Asia Base Oil Price Report


Base oil prices were mixed in Asia this week, with indications for heavy-viscosity grades inching up and values for the lighter cuts drifting down.

Tight availability and steady demand of the high-viscosity oils from both the API Group I and II categories were said to be lending support to higher offers for these cuts.

The heavy-vis grades have not only been in tight supply in Asia, but also in Europe and the U.S., due to a combination of factors, such as reduced output at some facilities, recent Group I plant closures, and the utilization of shale oil for base oil production.

At the same time, ample supply of the light-vis grades in the Asian region was pushing suppliers to lower price indications to motivate buyers, sources said.

Lower crude oil prices also weighed on base oil market sentiment, as oil values have dropped by about 20 percent in the last six weeks.Slipping indications this week were attributed to a global supply glut and prospects that Iran will be increasing its exports, following a deal with world powers that would lift economic sanctions.

Fresh base oil price revisions from a major Southeast Asian refiner, which are generally seen as a bellwether of market conditions, were heard to be influencing current price ideas.

The refiner was heard to be planning to increase the list price of its Group I solvent neutral 600 by U.S. $20 per metric tons, with an effective date of Aug. 7, according to sources.

At the same time, the producer was understood to be lowering the price of its Group II 150 neutral by $20/t as of July 28. There was no producer confirmation forthcoming about these adjustments.

Trading was generally muted in Asia because buyers have adopted a cautious attitude and are hoping for a clearer market picture to emerge in the next couple of weeks.

Consumers said they did not feel the need to jump at the first offer they received because supply was adequate and there did not seem to be any shortages of product, although they admitted that the heavy-vis cuts were snug, and fewer spot offers were on the table.

In China, demand was heard to have slowed down in July as compared to June levels, and participants expressed uncertainty whether fundamentals would shift in any significant way in August, as this is typically a slow month for base oil business.

Given plentiful availability of light-vis Group II oils, these products have lost their premium value compared to their Group I counterparts, and prices were being discussed at similar levels.

A couple of plants were expected to come on-stream in the next few months in China, possibly weighing down on current supply conditions.

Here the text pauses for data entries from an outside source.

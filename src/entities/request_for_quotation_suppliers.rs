use sea_orm::entity::prelude::*;
use serde::{Deserialize, Serialize};

/// One supplier an RFQ was sent to.
#[derive(Clone, Debug, PartialEq, Eq, DeriveEntityModel, Serialize, Deserialize)]
#[sea_orm(table_name = "request_for_quotation_suppliers")]
pub struct Model {
    #[sea_orm(primary_key, auto_increment = false)]
    pub name: String,
    pub parent: String,
    pub supplier: String,
}

#[derive(Copy, Clone, Debug, EnumIter, DeriveRelation)]
pub enum Relation {
    #[sea_orm(
        belongs_to = "super::request_for_quotations::Entity",
        from = "Column::Parent",
        to = "super::request_for_quotations::Column::Name"
    )]
    RequestForQuotation,
}

impl Related<super::request_for_quotations::Entity> for Entity {
    fn to() -> RelationDef {
        Relation::RequestForQuotation.def()
    }
}

impl ActiveModelBehavior for ActiveModel {}
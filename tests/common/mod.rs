#![allow(dead_code)]

use std::sync::Arc;

use chrono::{NaiveDate, Utc};
use rust_decimal::Decimal;
use sea_orm::{ActiveModelTrait, DatabaseConnection, Set};
use supplier_scorecard::{
    db::{self, DbConfig},
    entities::{
        purchase_order_items, purchase_orders, purchase_receipt_items, purchase_receipts,
        request_for_quotation_items, request_for_quotation_suppliers, request_for_quotations,
        supplier_quotation_items, supplier_quotations, supplier_scores, suppliers, DocStatus,
    },
    period::ScorecardPeriod,
};

/// Fresh in-memory SQLite database with the schema applied.
pub async fn setup_db() -> Arc<DatabaseConnection> {
    let pool = db::establish_connection_with_config(&DbConfig::in_memory_sqlite())
        .await
        .expect("failed to create test database");
    db::run_migrations(&pool)
        .await
        .expect("failed to run migrations");
    Arc::new(pool)
}

pub fn date(y: i32, m: u32, d: u32) -> NaiveDate {
    NaiveDate::from_ymd_opt(y, m, d).expect("valid date")
}

/// January 2024 for `supplier`.
pub fn january(supplier: &str) -> ScorecardPeriod {
    ScorecardPeriod::new(supplier, date(2024, 1, 1), date(2024, 1, 31))
}

pub fn dec(n: i64) -> Decimal {
    Decimal::from(n)
}

pub async fn insert_supplier(db: &DatabaseConnection, name: &str) {
    suppliers::ActiveModel {
        name: Set(name.to_string()),
        supplier_name: Set(format!("{name} Ltd")),
        disabled: Set(false),
        created_at: Set(Utc::now()),
    }
    .insert(db)
    .await
    .expect("insert supplier");
}

pub async fn insert_order(
    db: &DatabaseConnection,
    name: &str,
    supplier: &str,
    transaction_date: NaiveDate,
    total_qty: i64,
    docstatus: DocStatus,
) {
    purchase_orders::ActiveModel {
        name: Set(name.to_string()),
        supplier: Set(supplier.to_string()),
        transaction_date: Set(transaction_date),
        total_qty: Set(dec(total_qty)),
        docstatus: Set(docstatus),
    }
    .insert(db)
    .await
    .expect("insert purchase order");
}

/// An order line; `docstatus` defaults to submitted.
pub struct OrderLine<'a> {
    pub name: &'a str,
    pub order: &'a str,
    pub qty: i64,
    pub received_qty: i64,
    pub base_amount: i64,
    pub schedule_date: NaiveDate,
    pub docstatus: DocStatus,
}

impl<'a> OrderLine<'a> {
    pub fn new(name: &'a str, order: &'a str, qty: i64, schedule_date: NaiveDate) -> Self {
        Self {
            name,
            order,
            qty,
            received_qty: 0,
            base_amount: qty * 10,
            schedule_date,
            docstatus: DocStatus::Submitted,
        }
    }

    pub fn received(mut self, received_qty: i64) -> Self {
        self.received_qty = received_qty;
        self
    }

    pub fn amount(mut self, base_amount: i64) -> Self {
        self.base_amount = base_amount;
        self
    }

    pub fn status(mut self, docstatus: DocStatus) -> Self {
        self.docstatus = docstatus;
        self
    }

    pub async fn insert(self, db: &DatabaseConnection) {
        purchase_order_items::ActiveModel {
            name: Set(self.name.to_string()),
            parent: Set(self.order.to_string()),
            item_code: Set("ITEM-001".to_string()),
            qty: Set(dec(self.qty)),
            received_qty: Set(dec(self.received_qty)),
            base_amount: Set(dec(self.base_amount)),
            schedule_date: Set(self.schedule_date),
            docstatus: Set(self.docstatus),
        }
        .insert(db)
        .await
        .expect("insert purchase order line");
    }
}

pub async fn insert_receipt(
    db: &DatabaseConnection,
    name: &str,
    supplier: &str,
    posting_date: NaiveDate,
) {
    purchase_receipts::ActiveModel {
        name: Set(name.to_string()),
        supplier: Set(supplier.to_string()),
        posting_date: Set(posting_date),
        docstatus: Set(DocStatus::Submitted),
    }
    .insert(db)
    .await
    .expect("insert purchase receipt");
}

/// A receipt line accepting `qty` at `base_rate`; defaults to submitted
/// with nothing rejected.
pub struct ReceiptLine<'a> {
    pub name: &'a str,
    pub receipt: &'a str,
    pub order_line: Option<&'a str>,
    pub qty: i64,
    pub rejected_qty: i64,
    pub base_rate: i64,
    pub docstatus: DocStatus,
}

impl<'a> ReceiptLine<'a> {
    pub fn new(name: &'a str, receipt: &'a str, qty: i64) -> Self {
        Self {
            name,
            receipt,
            order_line: None,
            qty,
            rejected_qty: 0,
            base_rate: 10,
            docstatus: DocStatus::Submitted,
        }
    }

    pub fn against(mut self, order_line: &'a str) -> Self {
        self.order_line = Some(order_line);
        self
    }

    pub fn rejected(mut self, rejected_qty: i64) -> Self {
        self.rejected_qty = rejected_qty;
        self
    }

    pub fn rate(mut self, base_rate: i64) -> Self {
        self.base_rate = base_rate;
        self
    }

    pub fn status(mut self, docstatus: DocStatus) -> Self {
        self.docstatus = docstatus;
        self
    }

    pub async fn insert(self, db: &DatabaseConnection) {
        purchase_receipt_items::ActiveModel {
            name: Set(self.name.to_string()),
            parent: Set(self.receipt.to_string()),
            purchase_order_item: Set(self.order_line.map(str::to_string)),
            item_code: Set("ITEM-001".to_string()),
            qty: Set(dec(self.qty)),
            received_qty: Set(dec(self.qty + self.rejected_qty)),
            rejected_qty: Set(dec(self.rejected_qty)),
            base_rate: Set(dec(self.base_rate)),
            base_amount: Set(dec(self.qty * self.base_rate)),
            docstatus: Set(self.docstatus),
        }
        .insert(db)
        .await
        .expect("insert purchase receipt line");
    }
}

/// An RFQ sent to `suppliers`.
pub async fn insert_rfq(
    db: &DatabaseConnection,
    name: &str,
    transaction_date: NaiveDate,
    suppliers: &[&str],
) {
    request_for_quotations::ActiveModel {
        name: Set(name.to_string()),
        transaction_date: Set(transaction_date),
        docstatus: Set(DocStatus::Submitted),
    }
    .insert(db)
    .await
    .expect("insert rfq");

    for supplier in suppliers {
        add_rfq_supplier(db, &format!("{name}-{supplier}"), name, supplier).await;
    }
}

pub async fn add_rfq_supplier(db: &DatabaseConnection, name: &str, rfq: &str, supplier: &str) {
    request_for_quotation_suppliers::ActiveModel {
        name: Set(name.to_string()),
        parent: Set(rfq.to_string()),
        supplier: Set(supplier.to_string()),
    }
    .insert(db)
    .await
    .expect("insert rfq supplier");
}

pub async fn insert_rfq_item(db: &DatabaseConnection, name: &str, rfq: &str, docstatus: DocStatus) {
    request_for_quotation_items::ActiveModel {
        name: Set(name.to_string()),
        parent: Set(rfq.to_string()),
        item_code: Set("ITEM-001".to_string()),
        qty: Set(dec(5)),
        docstatus: Set(docstatus),
    }
    .insert(db)
    .await
    .expect("insert rfq item");
}

pub async fn insert_quotation(
    db: &DatabaseConnection,
    name: &str,
    supplier: &str,
    transaction_date: NaiveDate,
) {
    supplier_quotations::ActiveModel {
        name: Set(name.to_string()),
        supplier: Set(supplier.to_string()),
        transaction_date: Set(transaction_date),
        docstatus: Set(DocStatus::Submitted),
    }
    .insert(db)
    .await
    .expect("insert supplier quotation");
}

pub async fn insert_quotation_item(
    db: &DatabaseConnection,
    name: &str,
    quotation: &str,
    rfq_item: &str,
) {
    supplier_quotation_items::ActiveModel {
        name: Set(name.to_string()),
        parent: Set(quotation.to_string()),
        request_for_quotation_item: Set(Some(rfq_item.to_string())),
        item_code: Set("ITEM-001".to_string()),
        qty: Set(dec(5)),
        docstatus: Set(DocStatus::Submitted),
    }
    .insert(db)
    .await
    .expect("insert supplier quotation item");
}

/// Score record with only the given quality sub-score set.
pub async fn insert_scores(db: &DatabaseConnection, supplier: &str, compliance_of_service: i64) {
    supplier_scores::ActiveModel {
        supplier: Set(supplier.to_string()),
        compliance_of_service: Set(Some(dec(compliance_of_service))),
        ..Default::default()
    }
    .insert(db)
    .await
    .expect("insert supplier scores");
}
use rust_decimal::Decimal;
use sea_orm::entity::prelude::*;
use serde::{Deserialize, Serialize};

use super::DocStatus;

#[derive(Clone, Debug, PartialEq, DeriveEntityModel, Serialize, Deserialize)]
#[sea_orm(table_name = "supplier_quotation_items")]
pub struct Model {
    #[sea_orm(primary_key, auto_increment = false)]
    pub name: String,
    pub parent: String,
    /// RFQ line this quotation line answers, if any.
    pub request_for_quotation_item: Option<String>,
    pub item_code: String,
    pub qty: Decimal,
    pub docstatus: DocStatus,
}

#[derive(Copy, Clone, Debug, EnumIter, DeriveRelation)]
pub enum Relation {
    #[sea_orm(
        belongs_to = "super::supplier_quotations::Entity",
        from = "Column::Parent",
        to = "super::supplier_quotations::Column::Name"
    )]
    SupplierQuotation,
    #[sea_orm(
        belongs_to = "super::request_for_quotation_items::Entity",
        from = "Column::RequestForQuotationItem",
        to = "super::request_for_quotation_items::Column::Name"
    )]
    RequestForQuotationItem,
}

impl Related<super::supplier_quotations::Entity> for Entity {
    fn to() -> RelationDef {
        Relation::SupplierQuotation.def()
    }
}

impl Related<super::request_for_quotation_items::Entity> for Entity {
    fn to() -> RelationDef {
        Relation::RequestForQuotationItem.def()
    }
}

impl ActiveModelBehavior for ActiveModel {}
use rust_decimal::Decimal;
use sea_orm::entity::prelude::*;
use serde::{Deserialize, Serialize};

/// Manually entered sub-scores for one supplier. Unset fields count as 0.
#[derive(Clone, Debug, Default, PartialEq, DeriveEntityModel, Serialize, Deserialize)]
#[sea_orm(table_name = "supplier_scores")]
pub struct Model {
    #[sea_orm(primary_key, auto_increment = false)]
    pub supplier: String,

    // quality
    pub compliance_of_service: Option<Decimal>,
    pub quality_certificate: Option<Decimal>,
    pub technological_infrastructure: Option<Decimal>,
    pub financial_capacity: Option<Decimal>,
    pub market_image: Option<Decimal>,

    // delivery
    pub on_time_delivery: Option<Decimal>,
    pub fast_response_to_urgent_requests: Option<Decimal>,
    pub shipping_document: Option<Decimal>,
    pub capacity_adequacy: Option<Decimal>,

    // price
    pub payment_terms: Option<Decimal>,
    pub competitive_pricing: Option<Decimal>,
    pub on_time_offer: Option<Decimal>,
    pub revised_offer: Option<Decimal>,

    // customer satisfaction
    pub number_of_complaints: Option<Decimal>,
    pub approach_to_complaints: Option<Decimal>,
    pub quick_solution: Option<Decimal>,
    pub effective_solution: Option<Decimal>,
}

#[derive(Copy, Clone, Debug, EnumIter, DeriveRelation)]
pub enum Relation {}

impl ActiveModelBehavior for ActiveModel {}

A new Sinopec subsidiary, Nanjing Refinery, is expected to start trial runs in early August at Nanjing in Jiangsu province, Eastern China. The new Group II facility will produce 200,000 metric tons per year of mostly low-viscosity base oils, and was originally scheduled to start up in April, but the process was delayed due to technical issues and market economics. The plant will be running on feedstocks produced at neighboring Jinling Petrochemical Co.

Chinese producer Hainan Handi will also be resuming base oils production at its plant in Hainan province at the end of July, following a turnaround, sources said. The unit has an annual Group II capacity of 295,000 t/y.

Meanwhile, Sinopec Yanshan will be shutting down its base oil plant in Beijing in October because of a lack of supply of crude oil from the local supplier. The Beijing plant can produce 240,000 t/y of Group II base stocks.

As mentioned above, contrasting currents impacted base oil prices in Asia this week, which resulted in upward adjustments for some heavy-vis cuts, and downward movements for a few low-vis grades.

On an ex-tank Singapore basis, Group I SN150 prices were slightly lower by $10/t at $650/t-$670/t, SN500 was heard at $780/t-$800/t, and bright stock was unchanged at $1,110/t-$1,130/t.

On an FOB Asia basis, Group I SN150 was assessed down by $10/t at $550/t-$580/t, SN500 was up by $10/t at $690/t-$710/t FOB, and bright stock was steady at $1,080/t-$1,100/t FOB.

Within the Group II category, prices for 150N were holding at $585/t-$620/t FOB Asia, and prices for 500N were up by $5/ton at $730/t-$755/t FOB Asia.

Within the Group III segment, the 4 centiStoke and 6 cSt oils were unchanged at $920/t-$940/t FOB Asia, while the 8 cSt grade was heard at $700/t-$720/t FOB Asia.

Base oils were conspicuously absent from the shipping scene this week, and rates were heard to be falling, with only two inquiries quoted ex-South Korea. One of the cargoes involved 1,000 metric tons of two base oil grades to be shipped from Yeosu to Ho Chi Minh, Vietnam, between Aug. 10-15, and the second parcel included 1,500 tons of two grades, moving from Yeosu to Tanjung Priok, Indonesia, around Aug. 25.

Upstream, September ICE Brent Singapore futures traded at $54.33 per barrel in afternoon trading on July 27, compared to $57.10 per barrel on July 20.